Il tema dell’immigrazione è l’ennesimo banco di prova sul quale l’Europa fallisce miseramente. Il passaggio dall’operazione “Mare Nostrum” all’operazione “Triton” – quella, cioè, che avrebbe dovuto sancire la definitiva e consapevole assunzione di responsabilità da parte dei civili Paesi europei – non soltanto non ha determinato alcuna seria assunzione di responsabilità ma rischia, persino, di riportarci pericolosamente indietro. Nel mediterraneo si torna a morire come prima e all’orizzonte non sembra esserci alcuna soluzione che possa, in qualche misura, proiettare gli sforzi verso modelli di intervento diversi.
Non è un caso che già si grida allo scandalo e si inveisca contro chiunque si opponga ai fenomeni migratori non regolamentati, senza scendere nel merito della questione per capire se, fino ad oggi, si è sbagliato qualcosa anche e soprattutto rispetto alla valutazione dei presupposti culturali e sociali che stanno alla base dell’immigrazione stessa. Anzi, c’è chi continua a sostenere che, per risolvere il problema – tutto italiano – del basso tasso di natalità, confermato ancora di più dai dati diffusi oggi dall’Istat, si dovrebbero riempire interi quartieri e paesini semi abbandonati con persone provenienti da altri Paesi. Il tutto sarebbe reso possibile da politiche di integrazione intelligenti. Ma ne siamo proprio sicuri? E’ sufficiente una simile valutazione per risolvere un problema molto più complesso?
Sono diversi i punti di criticità. Per citarne alcuni: si potrebbe rischiare di creare ghetti, comunità chiuse o riserve (di “indiana memoria”), per non parlare poi del fatto che la forzatura dei processi di integrazione in momenti di crisi economica e forte disagio sociale potrebbe determinare il sorgere di fenomeni di intolleranza, trasformando la famosa “guerra tra poveri” in una “scontro socio-etnico”. Ma v’è anche un’altra considerazione, ovvero quella che consiste nel valutare la pericolosità culturale insita nella potenziale e snaturata immagine dell’immigrato come “rimpiazzo”, alla quale si rischia seriamente di pervenire all’interno di una società opportunistica e relativistica. Anche questo è lesivo della dignità della persona umana.
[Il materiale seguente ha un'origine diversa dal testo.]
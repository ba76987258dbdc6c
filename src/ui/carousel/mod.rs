// SPDX-License-Identifier: MPL-2.0
//! Iced binding of the radial carousel.

pub mod component;
pub mod view;

pub use component::{Effect, Message, State};
pub use view::view;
È necessario procedere con cautela. Il ritorno a Mare Nostrum – auspicato da Enrico Letta – “che gli altri paesi europei lo vogliano oppure no, che faccia perdere voti oppure no”, non è la soluzione migliore. Non lo è perché, probabilmente, anzi sicuramente, è arrivato il momento di affrontare il nocciolo della questione. La verità – triste e tragica – è che a quasi nessun Paese cosidetto avanzato – o, meglio, a chi detiene il potere all’interno di questi Paesi – conviene che l’Africa si risollevi, perché questo comporterebbe un mutamento non soltanto degli equilibri di potere geopolitici ma anche nella stessa distribuzione della ricchezza. Le centrali della finanza e i più grandi detentori di ricchezza (il 10% della popolazione mondiale), oltre che le economiche occidentali (ma anche quelle orientali, basti pensare agli interessi della Cina), dovrebbero fare i conti con intere nazioni che si riappropriano delle loro risorse, che sono ancora ingenti, e che si adoperano per migliorare le condizioni di vita dei popoli che le abitano
Il tema va ovviamente approfondito sotto diversi profili ed affrontando anche altri presupposti – basti pensare alle guerre che dilaniano il continente africano, come anche altre zone come la Siria, e a chi ci guadagna da tutto questo e dalla vendita delle armi – ma possiamo iniziare ponendoci alcune domane, oltre che spostando l’attenzione su altri aspetti, Pensiamo alla cancellazione del debito estero del Terzo Mondo, alla rivisitazione degli accordi bilaterali e multilaterali tra i Paesi del Terzo Mondo e i Paesi occidentali che incidono sulle tariffe, al mutamente strategico delle politiche dei prezzi e, non meno importante, all’accettazione eventuale di forme di protezionismo. In merito a questi aspetti decisivi ci si può porre mille interrogativi, ma, forse, ve n’è uno che sta a monte di tutti gli altri: Cosa fa l’Onu? Riposta: niente.
Anche il Premier Renzi pare essersi accorto (finalmente !) della necessità di risolvere uno dei problemi più decisivi, ovvero il “caos in Libia”, se si vuole “evitare che il Mediterraneo diventi un cimitero “.